After a careful review and an attentive consideration of the various subjects contemplated in the memorial and petition, the conmittee respectfully submit to the House the following resolutions, as embracing all the objects which require the attention of Congress at this period:

Resolved, That the sixth article of the ordinance of 1787, which prohibited slavery within the said Territory, be suspended, in a qualified manner, for ten years, so as to permit the introduction of slaves, born within the United States, from any of the individual States: Provided, That such individual State does not permit the importation of slaves from foreign countries: And provided further, That the descendants of all such slaves shall, if males, be free at the age of twenty-five years, and, if females, at the age of twenty-one years.

2. Resolved, That every white free man, of the age of twenty-one years, who has resided within the Territory, two years, and within that time paid a territorial tax which shall have been assessed six months before the election, shall enjoy the right of an elector of members of the General Assembly.

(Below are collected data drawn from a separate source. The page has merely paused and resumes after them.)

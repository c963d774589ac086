//! UI-only view state: terminal size, list cursor and scroll position.
//!
//! Domain data lives in `AppState`; this only tracks where the user is looking.

use crate::render::layout::ScreenLayout;
use ratatui::layout::Rect;

/// Viewport over the school list
#[derive(Debug, Clone, PartialEq, Eq)]
pub struct ViewState {
    /// Index of the highlighted school
    pub cursor: usize,

    /// Index of the school drawn on the first list row
    pub top: usize,

    /// Terminal dimensions
    pub width: u16,
    pub height: u16,
}

impl ViewState {
    pub fn new(width: u16, height: u16) -> Self {
        Self {
            cursor: 0,
            top: 0,
            width,
            height,
        }
    }

    /// Full terminal area
    pub fn area(&self) -> Rect {
        Rect::new(0, 0, self.width, self.height)
    }

    pub fn layout(&self) -> ScreenLayout {
        ScreenLayout::compute(self.area())
    }

    /// Rows visible in the list region
    pub fn lines_per_page(&self) -> usize {
        self.layout().list_rows()
    }

    /// Place the cursor on `index`, clamped to the `total` schools, and scroll so it
    /// stays visible.
    pub fn move_cursor_to(&mut self, index: usize, total: usize) {
        self.cursor = index.min(total.saturating_sub(1));
        self.ensure_visible(total);
    }

    /// Move the cursor by `delta` rows (negative is up).
    pub fn move_by(&mut self, delta: i64, total: usize) {
        let target = if delta < 0 {
            self.cursor.saturating_sub(delta.unsigned_abs() as usize)
        } else {
            self.cursor.saturating_add(delta as usize)
        };
        self.move_cursor_to(target, total);
    }

    pub fn page_up(&mut self, total: usize) {
        let page = self.lines_per_page().max(1) as i64;
        self.move_by(-page, total);
    }

    pub fn page_down(&mut self, total: usize) {
        let page = self.lines_per_page().max(1) as i64;
        self.move_by(page, total);
    }

    /// Update terminal dimensions. Returns true if they changed.
    pub fn update_terminal_size(&mut self, width: u16, height: u16, total: usize) -> bool {
        let changed = self.width != width || self.height != height;
        if changed {
            self.width = width;
            self.height = height;
            self.ensure_visible(total);
        }
        changed
    }

    /// Range of school indices drawn on screen.
    pub fn visible_range(&self, total: usize) -> std::ops::Range<usize> {
        let start = self.top.min(total);
        let end = (self.top + self.lines_per_page()).min(total);
        start..end
    }

    fn ensure_visible(&mut self, total: usize) {
        let rows = self.lines_per_page().max(1);
        if self.cursor < self.top {
            self.top = self.cursor;
        } else if self.cursor >= self.top + rows {
            self.top = self.cursor + 1 - rows;
        }
        // Don't leave blank rows at the bottom when the list could fill them.
        let max_top = total.saturating_sub(rows);
        if self.top > max_top {
            self.top = max_top;
        }
    }
}
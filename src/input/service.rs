//! High-level input service.
//!
//! Consumes coalesced raw events, maps keys through the key bindings, and yields
//! domain-level `InputAction`s. What an action means (move the list cursor, close the
//! overlay, dismiss an alert) is decided by the application from its current state.

use crate::error::Result;
use crate::input::raw::{RawInputCollector, RawInputEvent, ScrollDirection};
use ratatui::crossterm::event::{Event, KeyCode, KeyEvent, KeyEventKind, KeyModifiers};
use std::time::Duration;

/// High-level input actions emitted by the service.
#[derive(Debug, Clone, PartialEq)]
pub enum InputAction {
    Scroll {
        direction: ScrollDirection,
        lines: u64,
    },
    PageUp,
    PageDown,
    GoToStart,
    GoToEnd,
    /// Enter: activate the focused control (VIEW on a row, CLOSE in the overlay)
    Activate,
    /// Esc: the keyboard stand-in for tapping the overlay background
    Back,
    /// Explicit close key
    Close,
    Click {
        column: u16,
        row: u16,
    },
    Resize {
        width: u16,
        height: u16,
    },
    Quit,
    NoAction,
}

/// Fixed key bindings, vi/less flavoured.
#[derive(Debug, Default, Clone, Copy)]
pub struct KeyBindings;

impl KeyBindings {
    pub fn new() -> Self {
        Self
    }

    pub fn action_for(&self, key_event: KeyEvent) -> InputAction {
        if key_event.kind != KeyEventKind::Press {
            return InputAction::NoAction;
        }

        let plain = !key_event
            .modifiers
            .intersects(KeyModifiers::CONTROL | KeyModifiers::ALT);

        match (key_event.code, key_event.modifiers) {
            (KeyCode::Char('c'), KeyModifiers::CONTROL) => InputAction::Quit,
            (KeyCode::Char('q'), _) if plain => InputAction::Quit,
            (KeyCode::Char('j'), _) if plain => step(ScrollDirection::Down),
            (KeyCode::Down, _) => step(ScrollDirection::Down),
            (KeyCode::Char('k'), _) if plain => step(ScrollDirection::Up),
            (KeyCode::Up, _) => step(ScrollDirection::Up),
            (KeyCode::Char(' ') | KeyCode::Char('f'), _) if plain => InputAction::PageDown,
            (KeyCode::PageDown, _) => InputAction::PageDown,
            (KeyCode::Char('b'), _) if plain => InputAction::PageUp,
            (KeyCode::PageUp, _) => InputAction::PageUp,
            (KeyCode::Char('g'), _) if plain => InputAction::GoToStart,
            (KeyCode::Home, _) => InputAction::GoToStart,
            (KeyCode::Char('G'), _) if plain => InputAction::GoToEnd,
            (KeyCode::End, _) => InputAction::GoToEnd,
            (KeyCode::Enter, _) => InputAction::Activate,
            (KeyCode::Char('v'), _) if plain => InputAction::Activate,
            (KeyCode::Esc, _) => InputAction::Back,
            (KeyCode::Char('c'), _) if plain => InputAction::Close,
            _ => InputAction::NoAction,
        }
    }
}

fn step(direction: ScrollDirection) -> InputAction {
    InputAction::Scroll {
        direction,
        lines: 1,
    }
}

/// Service responsible for producing high-level `InputAction`s from terminal events.
pub struct InputService {
    bindings: KeyBindings,
    raw_input: RawInputCollector,
}

impl InputService {
    pub fn new() -> Self {
        Self {
            bindings: KeyBindings::new(),
            raw_input: RawInputCollector::new(),
        }
    }

    /// Wait up to `timeout` for terminal input and return every action it produced.
    pub fn poll_actions(&mut self, timeout: Option<Duration>) -> Result<Vec<InputAction>> {
        let mut actions = Vec::new();

        if let Some(raw_event) = self.raw_input.poll_event(timeout)? {
            if let Some(action) = self.process_raw_event(raw_event) {
                actions.push(action);
            }

            while let Some(extra_event) = self.raw_input.try_flush() {
                if let Some(action) = self.process_raw_event(extra_event) {
                    actions.push(action);
                }
            }
        }

        Ok(actions)
    }

    /// Feed a synthetic terminal event through the pipeline.
    pub fn process_event(&mut self, event: Event) -> Vec<InputAction> {
        let mut actions = Vec::new();
        self.raw_input.process_event(event);
        while let Some(raw_event) = self.raw_input.try_flush() {
            if let Some(action) = self.process_raw_event(raw_event) {
                actions.push(action);
            }
        }
        actions
    }

    fn process_raw_event(&mut self, event: RawInputEvent) -> Option<InputAction> {
        let action = match event {
            RawInputEvent::Key(key_event) => self.bindings.action_for(key_event),
            RawInputEvent::Resize { width, height } => InputAction::Resize { width, height },
            RawInputEvent::Scroll { direction, lines } => InputAction::Scroll { direction, lines },
            RawInputEvent::Click { column, row } => InputAction::Click { column, row },
        };

        match action {
            InputAction::NoAction => None,
            _ => Some(action),
        }
    }
}

impl Default for InputService {
    fn default() -> Self {
        Self::new()
    }
}
//! Open-data access: record types, the loaded/unloaded collection wrapper,
//! response decoding, the HTTP source, and the startup loaders.

pub mod collection;
pub mod decode;
pub mod loader;
pub mod model;
pub mod source;

pub use collection::{Collection, LoadState};
pub use decode::{decode_records, Decoded};
pub use loader::{spawn_loaders, LoadEvent, Loaders};
pub use model::{Keyed, SatScore, School};
pub use source::{DataSource, Endpoints, HttpSource, SAT_SCORES_URL, SCHOOLS_URL};
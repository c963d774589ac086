//! Record types for the two open-data collections.
//!
//! Deserialization doubles as schema validation: a record missing a required field,
//! or carrying one of the wrong type, fails to deserialize and is rejected by the
//! decoder instead of being displayed half-filled.

use serde::de::{self, Deserializer};
use serde::Deserialize;
use serde_json::Value;

/// Records that can be joined by District Borough Number.
pub trait Keyed {
    fn dbn(&self) -> &str;
}

/// One entry of the high school directory.
#[derive(Debug, Clone, PartialEq, Eq, Deserialize)]
pub struct School {
    pub dbn: String,
    pub school_name: String,
    #[serde(default)]
    pub overview_paragraph: String,
}

impl Keyed for School {
    fn dbn(&self) -> &str {
        &self.dbn
    }
}

/// Average SAT section scores for one school, kept exactly as published.
#[derive(Debug, Clone, PartialEq, Eq, Deserialize)]
pub struct SatScore {
    pub dbn: String,
    #[serde(
        rename = "sat_critical_reading_avg_score",
        deserialize_with = "score_text"
    )]
    pub reading: String,
    #[serde(rename = "sat_writing_avg_score", deserialize_with = "score_text")]
    pub writing: String,
    #[serde(rename = "sat_math_avg_score", deserialize_with = "score_text")]
    pub math: String,
}

impl Keyed for SatScore {
    fn dbn(&self) -> &str {
        &self.dbn
    }
}

/// Scores are published as text ("391", or "s" when suppressed); accept bare
/// numbers too and keep their textual form.
fn score_text<'de, D>(deserializer: D) -> std::result::Result<String, D::Error>
where
    D: Deserializer<'de>,
{
    match Value::deserialize(deserializer)? {
        Value::String(text) => Ok(text),
        Value::Number(number) => Ok(number.to_string()),
        other => Err(de::Error::custom(format!(
            "expected score text or number, found {other}"
        ))),
    }
}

3. Resolved, That in all cases of sales of land within the Indiana Territory, the right of pre-emption be given to actual settlers on the same.

4. Resolved, That the Secretary of the Treasury be, and he is hereby, required to cause an estimate to be made of the number and extent of the claims to lands under the resolution of Congress of the 29th of August, 1788, and the law of the 3d of March, 1796, and to lay the same before this House.

5. Resolved, That provision, not exceeding one thirty-sixth part of the public lands within the Indiana Territory, ought to be made for the support of schools within the same.

6. Resolved, That it is inexpedient to grant lands to individuals for the purpose of establishing houses of entertainment, and opening certain roads.

7. Resolved, That it is inexpedient, at this time, to vest in the Legislature of Louisiana [misprint for Indiana] Territory the salt spring below the mouth of the Wabash river.

8. Resolved, That compensation ought to be made to the attorney general of the said Territory for services performed by him on behalf of the United States.